In casino play the first betting round begins with the player to the left of the big blind, and subsequent rounds begin with the player to the dealer's left. Home games typically use an ante; the first betting round begins with the player to the dealer's left, and the second round begins with the player who opened the first round.
Play begins with each player being dealt five cards, one at a time, all face down. The remaining deck is placed aside, often protected by placing a chip or other marker on it. Players pick up the cards and hold them in their hands, being careful to keep them concealed from the other players, then a round of betting occurs.
If more than one player remains after the first round, the "draw" phase begins. Each player specifies how many of his cards he wishes to replace, and discards them. The deck is retrieved, and each player is dealt in turn from the deck the same number of cards he discarded so that each player again has five cards.
A second "after the draw" betting round occurs beginning with the player to the dealer's left or else beginning with the player who opened the first round (the latter is common when antes are used instead of blinds). This is followed by a showdown if more than one player remains, in which the player with the best hand wins the pot.
A common "house rule" in some places is that a player may not replace more than three cards, unless he draws four cards while keeping an ace (or wild card). This rule is only needed for low-stakes social games where many players will stay for the draw, and will help avoid depletion of the deck. In more serious games such as those played in casinos it is unnecessary and generally not used. A rule that is used by many casinos is that a player is not allowed to draw five consecutive cards from the deck. In this case, if a player wishes to replace all five of his cards, he is given four of them in turn, the other players are given their draws, and then the dealer returns to that player to give him his fifth replacement; if no other player draws it is necessary to deal a burn card first.
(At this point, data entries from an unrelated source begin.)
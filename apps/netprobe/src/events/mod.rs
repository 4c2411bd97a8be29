//! Event bus system for decoupled communication between app components.
//!
//! The controller emits events without knowing about the consumers. The
//! terminal front-end subscribes a JSON-lines handler when `--json` is
//! given; tests subscribe directly.
//!
//! # Example
//!
//! ```rust,ignore
//! let bus = Arc::new(EventBus::new());
//! handlers::json_lines::start_handler(bus.subscribe(), std::io::stdout());
//! bus.emit(AppEvent::ActiveStateSaved { saved: 6 });
//! ```

pub mod handlers;
pub mod types;

pub use types::AppEvent;

use tokio::sync::broadcast;

/// Capacity of the event channel.
/// Events beyond this will cause receivers to lag.
const CHANNEL_CAPACITY: usize = 256;

/// The central event bus for application-wide event distribution.
///
/// Uses a broadcast channel to allow multiple subscribers to receive
/// all events. Events are fire-and-forget - emitting never blocks.
pub struct EventBus {
    sender: broadcast::Sender<AppEvent>,
}

impl Default for EventBus {
    fn default() -> Self {
        Self::new()
    }
}

impl EventBus {
    /// Create a new event bus.
    pub fn new() -> Self {
        let (sender, _) = broadcast::channel(CHANNEL_CAPACITY);
        Self { sender }
    }

    /// Emit an event to all subscribers.
    ///
    /// This is non-blocking and will not fail even if there are no subscribers.
    pub fn emit(&self, event: AppEvent) {
        tracing::trace!(session = ?event.session_id(), "Event emitted: {}", event.description());
        // Ignore send errors - it's fine if no one is listening
        let _ = self.sender.send(event);
    }

    /// Subscribe to events emitted after this call.
    pub fn subscribe(&self) -> broadcast::Receiver<AppEvent> {
        self.sender.subscribe()
    }
}
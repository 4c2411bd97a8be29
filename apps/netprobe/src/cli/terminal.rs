//! Terminal implementation of [`RunView`].

use std::io::Write;
use std::sync::Mutex;

use crate::app::RunView;
use crate::platform::ActiveNetwork;
use crate::probes::{ProbeInfo, ProbeReport};
use crate::services::runner::RunOutcome;

/// Prints probe rows, results and the start/stop label as plain lines.
pub struct TerminalView {
    out: Mutex<Box<dyn Write + Send>>,
}

impl TerminalView {
    pub fn new(out: Box<dyn Write + Send>) -> Self {
        Self {
            out: Mutex::new(out),
        }
    }

    pub fn stdout() -> Self {
        Self::new(Box::new(std::io::stdout()))
    }

    /// With `--json` the event stream owns stdout.
    pub fn stderr() -> Self {
        Self::new(Box::new(std::io::stderr()))
    }

    pub(crate) fn print(&self, text: &str) {
        let mut out = match self.out.lock() {
            Ok(guard) => guard,
            Err(poisoned) => poisoned.into_inner(),
        };
        if let Err(e) = writeln!(out, "{}", text).and_then(|_| out.flush()) {
            tracing::warn!("Failed to write to terminal: {}", e);
        }
    }
}

pub(crate) fn checkbox(active: bool) -> &'static str {
    if active {
        "[x]"
    } else {
        "[ ]"
    }
}

impl RunView for TerminalView {
    fn add_probe_row(&self, probe: &ProbeInfo, active: bool) {
        self.print(&format!(
            "{} {:<16} {}",
            checkbox(active),
            probe.id.as_str(),
            probe.name
        ));
    }

    fn set_probe_active(&self, probe: &ProbeInfo, active: bool) {
        self.print(&format!("{} {}", checkbox(active), probe.id));
    }

    fn set_running_label(&self, running: bool) {
        self.print(if running { "> Stop tests" } else { "> Start tests" });
    }

    fn show_network_type(&self, network: Option<&ActiveNetwork>) {
        let label = network.map(|n| n.label.as_str()).unwrap_or("unknown");
        self.print(&format!("Network type: {}", label));
    }

    fn show_probe_started(&self, probe: &ProbeInfo) {
        self.print(&format!("... {}", probe.name));
    }

    fn show_probe_result(&self, probe: &ProbeInfo, passed: bool, report: Option<&ProbeReport>) {
        let status = if passed { "PASS" } else { "FAIL" };
        match report {
            Some(report) => self.print(&format!(
                "{} {} ({} ms): {}",
                status, probe.name, report.duration_ms, report.detail
            )),
            None => self.print(&format!("{} {}", status, probe.name)),
        }
    }

    fn show_run_finished(&self, outcome: &RunOutcome) {
        self.print(&format!("Run {}", outcome));
    }
}
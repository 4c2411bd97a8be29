//! Test doubles for probes and a one-shot HTTP server.

use std::net::SocketAddr;
use std::sync::{Arc, Mutex};

use async_trait::async_trait;
use tokio::io::{AsyncReadExt, AsyncWriteExt};
use tokio::net::TcpListener;
use tokio::sync::Notify;

use super::{Probe, ProbeId, ProbeInfo, ProbeReport, ProbeState, RunContext};

/// Serve exactly one HTTP/1.1 response on a fresh local port.
pub(crate) async fn serve_http_once(status: &'static str, body: Vec<u8>) -> SocketAddr {
    let listener = TcpListener::bind("127.0.0.1:0").await.unwrap();
    let addr = listener.local_addr().unwrap();

    tokio::spawn(async move {
        let (mut socket, _) = listener.accept().await.unwrap();

        let mut request = Vec::new();
        let mut buf = [0u8; 1024];
        while !request.windows(4).any(|w| w == b"\r\n\r\n") {
            let n = socket.read(&mut buf).await.unwrap();
            if n == 0 {
                break;
            }
            request.extend_from_slice(&buf[..n]);
        }

        let head = format!(
            "HTTP/1.1 {}\r\nContent-Length: {}\r\nConnection: close\r\n\r\n",
            status,
            body.len()
        );
        socket.write_all(head.as_bytes()).await.unwrap();
        socket.write_all(&body).await.unwrap();
        socket.shutdown().await.unwrap();
    });

    addr
}

/// Shared record of probe calls, e.g. `["prepare:a", "perform:a", "cleanup:a"]`.
#[derive(Clone, Default)]
pub(crate) struct CallLog(Arc<Mutex<Vec<String>>>);

impl CallLog {
    fn push(&self, call: &str, id: ProbeId) {
        self.0.lock().unwrap().push(format!("{}:{}", call, id));
    }

    pub(crate) fn entries(&self) -> Vec<String> {
        self.0.lock().unwrap().clone()
    }

    /// Ids of the probes that saw `call`, in call order.
    pub(crate) fn calls(&self, call: &str) -> Vec<String> {
        let prefix = format!("{}:", call);
        self.entries()
            .iter()
            .filter_map(|e| e.strip_prefix(&prefix).map(String::from))
            .collect()
    }
}

pub(crate) enum Behavior {
    Pass,
    Fail,
    Panic,
    /// Wait for the notify, then pass.
    WaitFor(Arc<Notify>),
}

pub(crate) struct MockProbe {
    id: ProbeId,
    state: ProbeState,
    behavior: Behavior,
    log: CallLog,
    hook: Option<Box<dyn Fn() + Send + Sync>>,
}

impl MockProbe {
    pub(crate) fn new(id: &'static str, active: bool, behavior: Behavior, log: &CallLog) -> Self {
        Self {
            id: ProbeId::new(id),
            state: ProbeState::new(active),
            behavior,
            log: log.clone(),
            hook: None,
        }
    }

    /// Run `hook` at the end of `perform_test`.
    pub(crate) fn with_hook(mut self, hook: impl Fn() + Send + Sync + 'static) -> Self {
        self.hook = Some(Box::new(hook));
        self
    }
}

#[async_trait]
impl Probe for MockProbe {
    fn info(&self) -> ProbeInfo {
        ProbeInfo {
            id: self.id,
            name: self.id.as_str(),
            description: "mock",
        }
    }

    fn is_active(&self) -> bool {
        self.state.is_active()
    }

    fn set_active(&self, active: bool) {
        self.state.set_active(active);
    }

    fn prepare_test(&self, ctx: &RunContext) {
        self.log.push("prepare", self.id);
        self.state.prepare(ctx.timeout(1_000));
    }

    async fn perform_test(&self) -> bool {
        self.log.push("perform", self.id);
        let passed = match &self.behavior {
            Behavior::Pass => true,
            Behavior::Fail => false,
            Behavior::Panic => panic!("probe {} blew up", self.id),
            Behavior::WaitFor(notify) => {
                notify.notified().await;
                true
            }
        };
        if let Some(hook) = &self.hook {
            hook();
        }
        let elapsed = std::time::Duration::from_millis(1);
        self.state.record(if passed {
            ProbeReport::passed(elapsed, "ok")
        } else {
            ProbeReport::failed(elapsed, "failed")
        })
    }

    fn cleanup_tests(&self) {
        self.log.push("cleanup", self.id);
    }

    fn on_pause(&self) {
        self.log.push("pause", self.id);
    }

    fn report(&self) -> Option<ProbeReport> {
        self.state.report()
    }
}
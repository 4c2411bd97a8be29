//! Application event types for the event bus system.
//!
//! Events are emitted by the controller as runs progress and as the
//! persisted probe selection changes.

use serde::Serialize;
use uuid::Uuid;

use crate::platform::ActiveNetwork;
use crate::probes::{ProbeId, ProbeReport};
use crate::services::runner::RunOutcome;

/// Application events that flow through the event bus.
///
/// Events are categorized by their source domain:
/// - Run events: progress of a probe run
/// - Active state events: probe selection changes and persistence
/// - Network events: the active link changed
#[derive(Debug, Clone, Serialize)]
#[serde(tag = "type", content = "payload")]
pub enum AppEvent {
    // =========================================================================
    // Run Events
    // =========================================================================
    /// A run was launched
    RunStarted {
        session_id: Uuid,
        active_probes: Vec<ProbeId>,
    },

    /// A probe is about to be performed
    ProbeStarted {
        session_id: Uuid,
        probe_id: ProbeId,
    },

    /// A probe was inactive at launch and was skipped
    ProbeSkipped {
        session_id: Uuid,
        probe_id: ProbeId,
    },

    /// A probe returned
    ProbeFinished {
        session_id: Uuid,
        probe_id: ProbeId,
        passed: bool,
        report: Option<ProbeReport>,
    },

    /// The user asked the current run to stop
    StopRequested { session_id: Uuid },

    /// A run ended and every probe was cleaned up
    RunFinished {
        session_id: Uuid,
        outcome: RunOutcome,
    },

    // =========================================================================
    // Active State Events
    // =========================================================================
    /// A probe was switched on or off
    ProbeToggled { probe_id: ProbeId, active: bool },

    /// Stored active flags were applied on resume
    ActiveStateLoaded { applied: usize },

    /// Active flags were written on pause
    ActiveStateSaved { saved: usize },

    // =========================================================================
    // Network Events
    // =========================================================================
    /// The active network was refreshed
    NetworkTypeChanged { network: Option<ActiveNetwork> },
}

impl AppEvent {
    /// Get the run session associated with this event, if any.
    pub fn session_id(&self) -> Option<Uuid> {
        match self {
            AppEvent::RunStarted { session_id, .. }
            | AppEvent::ProbeStarted { session_id, .. }
            | AppEvent::ProbeSkipped { session_id, .. }
            | AppEvent::ProbeFinished { session_id, .. }
            | AppEvent::StopRequested { session_id }
            | AppEvent::RunFinished { session_id, .. } => Some(*session_id),

            AppEvent::ProbeToggled { .. }
            | AppEvent::ActiveStateLoaded { .. }
            | AppEvent::ActiveStateSaved { .. }
            | AppEvent::NetworkTypeChanged { .. } => None,
        }
    }

    /// Get a short description of the event for logging.
    pub fn description(&self) -> String {
        match self {
            AppEvent::RunStarted {
                session_id,
                active_probes,
            } => format!(
                "Run {} started with {} active probes",
                session_id,
                active_probes.len()
            ),
            AppEvent::ProbeStarted { probe_id, .. } => format!("Probe {} started", probe_id),
            AppEvent::ProbeSkipped { probe_id, .. } => format!("Probe {} skipped", probe_id),
            AppEvent::ProbeFinished {
                probe_id, passed, ..
            } => format!(
                "Probe {} {}",
                probe_id,
                if *passed { "passed" } else { "failed" }
            ),
            AppEvent::StopRequested { session_id } => {
                format!("Stop requested for run {}", session_id)
            }
            AppEvent::RunFinished {
                session_id,
                outcome,
            } => format!("Run {} finished: {}", session_id, outcome),
            AppEvent::ProbeToggled { probe_id, active } => format!(
                "Probe {} {}",
                probe_id,
                if *active { "enabled" } else { "disabled" }
            ),
            AppEvent::ActiveStateLoaded { applied } => {
                format!("Active state loaded for {} probes", applied)
            }
            AppEvent::ActiveStateSaved { saved } => {
                format!("Active state saved for {} probes", saved)
            }
            AppEvent::NetworkTypeChanged { network } => match network {
                Some(network) => format!("Network is {}", network.label),
                None => "No active network".to_string(),
            },
        }
    }
}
Another common house rule is that the bottom card of the deck is never given as a replacement, to avoid the possibility of someone who might have seen it during the deal using that information. If the deck is depleted during the draw before all players have received their replacements, the last players can receive cards chosen randomly from among those discarded by previous players. For example, if the last player to draw wants three replacements but there are only two cards remaining in the deck, the dealer gives the player the one top card he can give, then shuffles together the bottom card of the deck, the burn card, and the earlier players' discards (but not the player's own discards), and finally deals two more replacements to the last player.
The sample deal is being played by four players as shown to the right with Alice dealing.
All four players ante $1. Alice deals five cards to each player and places the deck aside. Bob opens the betting round by betting $5. Carol folds, David calls, and Alice calls, closing the betting round. Bob now declares that he wishes to replace three of his cards, so he removes those three cards from his hand and discards them. Alice retrieves the deck, deals a burn card, then deals three cards directly to Bob, who puts them in his hand. David discards one card, and Alice deals one card to him from the deck. Alice now discards three of her own cards, and replaces them with three from the top of the deck (Note: in a player-dealt casino game there is often a rule that the dealer must discard before picking up the deck, but this is a home game so we won't worry about such details). Now a second betting round begins. Bob checks, David checks, Alice bets $10, Bob folds, David raises $16, and Alice calls, ending the second betting round. David shows a flush, and Alice shows two pair, so David takes the pot.